Thursday, August 30, 2018

NHIS puts individual market angst in perspective

The Kaiser Family Foundation reports that individual market enrollment dropped by about 2 million from the first quarter of 2017 to the first quarter of 2018. Medicaid/CHIP enrollment is down by about 1 million in the same period, to 73.8 million in April of this year (preliminary count*).

Together those reported drops, if accurate, would account for about 1% of the U.S. population under age 65.  Yet according to the preliminary results of the National Health Interview Survey (NHIS) for the first quarter of 2018, released this week, the uninsured population has not changed significantly since 2017.  In fact, the percentage of the total population that is uninsured has downticked from 9.1% to 8.8%, and among the under-65 population from 10.7% to 10.3%, though those changes are not deemed statistically significant.

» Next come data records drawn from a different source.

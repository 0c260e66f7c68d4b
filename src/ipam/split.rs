//! Availability zone subnet splitting
//!
//! A cluster's range is always split into `MAX_AVAILABILITY_ZONES` equal
//! children, whether or not all of them are used yet, so zones added later
//! find room without moving existing subnets. Each zone takes one child and
//! splits it into a public (lower half) and a private (upper half) subnet.

use super::IpamError;
use ipnet::Ipv4Net;
use std::collections::{BTreeMap, BTreeSet};

/// Upper bound of availability zones per cluster
pub const MAX_AVAILABILITY_ZONES: usize = 4;

/// Prefix bits needed to split a range into `MAX_AVAILABILITY_ZONES` children
pub const ZONE_SPLIT_BITS: u8 = 2;

/// Public/private subnet pair of one availability zone
#[derive(Clone, Copy, Debug, PartialEq, Eq)]
pub struct ZoneAssignment {
    pub public: Ipv4Net,
    pub private: Ipv4Net,
}

/// Split `parent` into `MAX_AVAILABILITY_ZONES` children, in ascending order
pub fn zone_children(parent: Ipv4Net) -> Result<Vec<Ipv4Net>, IpamError> {
    let children = parent
        .subnets(parent.prefix_len() + ZONE_SPLIT_BITS)
        .map_err(|_| {
            IpamError::InvalidConfig(format!(
                "{} is too small to split into {} availability zones",
                parent, MAX_AVAILABILITY_ZONES
            ))
        })?;
    Ok(children.collect())
}

fn halves(child: Ipv4Net) -> Result<ZoneAssignment, IpamError> {
    let mut halves = child
        .subnets(child.prefix_len() + 1)
        .map_err(|_| IpamError::InvalidConfig(format!("{} is too small to split", child)))?;

    match (halves.next(), halves.next()) {
        (Some(public), Some(private)) => Ok(ZoneAssignment { public, private }),
        _ => Err(IpamError::ExecutionFailed(format!(
            "expected two halves of {}",
            child
        ))),
    }
}

/// Assign a subnet pair to every required availability zone
///
/// Zones found in `live` keep their subnets and reserve the child that
/// contains them, even when they are no longer required. Every other required
/// zone takes the lowest free child, in lexicographic order of zone names.
/// Both inputs are ordered collections, so the same input always yields the
/// same assignment.
pub fn split_availability_zones(
    parent: Ipv4Net,
    required: &BTreeSet<String>,
    live: &BTreeMap<String, ZoneAssignment>,
) -> Result<BTreeMap<String, ZoneAssignment>, IpamError> {
    if required.len() > MAX_AVAILABILITY_ZONES {
        return Err(IpamError::InvalidConfig(format!(
            "{} availability zones requested, at most {} are supported",
            required.len(),
            MAX_AVAILABILITY_ZONES
        )));
    }

    let mut free = zone_children(parent)?;
    let mut assigned = BTreeMap::new();

    for (name, pair) in live {
        let position = free
            .iter()
            .position(|child| child.contains(&pair.public) && child.contains(&pair.private))
            .ok_or_else(|| {
                IpamError::ExecutionFailed(format!(
                    "subnets {} and {} of availability zone {} do not share a free child of {}",
                    pair.public, pair.private, name, parent
                ))
            })?;
        free.remove(position);

        if required.contains(name) {
            assigned.insert(name.clone(), *pair);
        }
    }

    for name in required {
        if assigned.contains_key(name) {
            continue;
        }
        if free.is_empty() {
            return Err(IpamError::InvalidConfig(format!(
                "no free range left in {} for availability zone {}, at most {} zones are supported",
                parent, name, MAX_AVAILABILITY_ZONES
            )));
        }
        let child = free.remove(0);
        assigned.insert(name.clone(), halves(child)?);
    }

    Ok(assigned)
}

#[cfg(test)]
#[path = "split_test.rs"]
mod tests;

These facts should serve to remind us that only about 5% of the population is insured through the individual market, though any of us may need to fall back on it at any given time, and the availability of affordable, comprehensive insurance in the market is an important component of lifetime financial security, until/unless the individual market is replaced by a public program. Further, the net increase in Medicaid enrollment since 2013 triggered by the ACA Medicaid expansion -- 16 million -- is bigger than the entire individual market.

Still, with Medicaid and individual market enrollment down, it's worth at least tentatively speculating why the total insured population would seem to be flat-to-up. With the unemployment rate down to 4%, perhaps employer-sponsored insurance is taking up the slack.  In the under-65 population,  private insurance, which is mostly employer-sponsored, is reported up .4%, matching the drop in the uninsured percentage.  That's not statistically significant, but it's directionally plausible. Similarly, for the population of all ages, public health coverage is up .4%, whereas for the 18-64 population it's marginally down. Perhaps that reflects that a higher percentage of the population is over age 65.**

Update, 9/12/18: The Census Bureau released new health insurance stats from the Current Population Survey and American Community Survey today. In 2017, the percentage of the population insured through Medicare rose 0.6%. Aging of the population into Medicare could largely offset apparent individual market and Medicaid enrollment losses.

* on, I cannot get an updated tally for recent months.  The April 2018 count is about 1.2 million below the updated count for April 2017 and about 760,000 below the preliminary count for that month.

** The NHIS also shows public insurance up .6% among children -- whereas reports the number of children enrolled in Medicaid/CHIP as essentially flat from April 2017 to April 2018.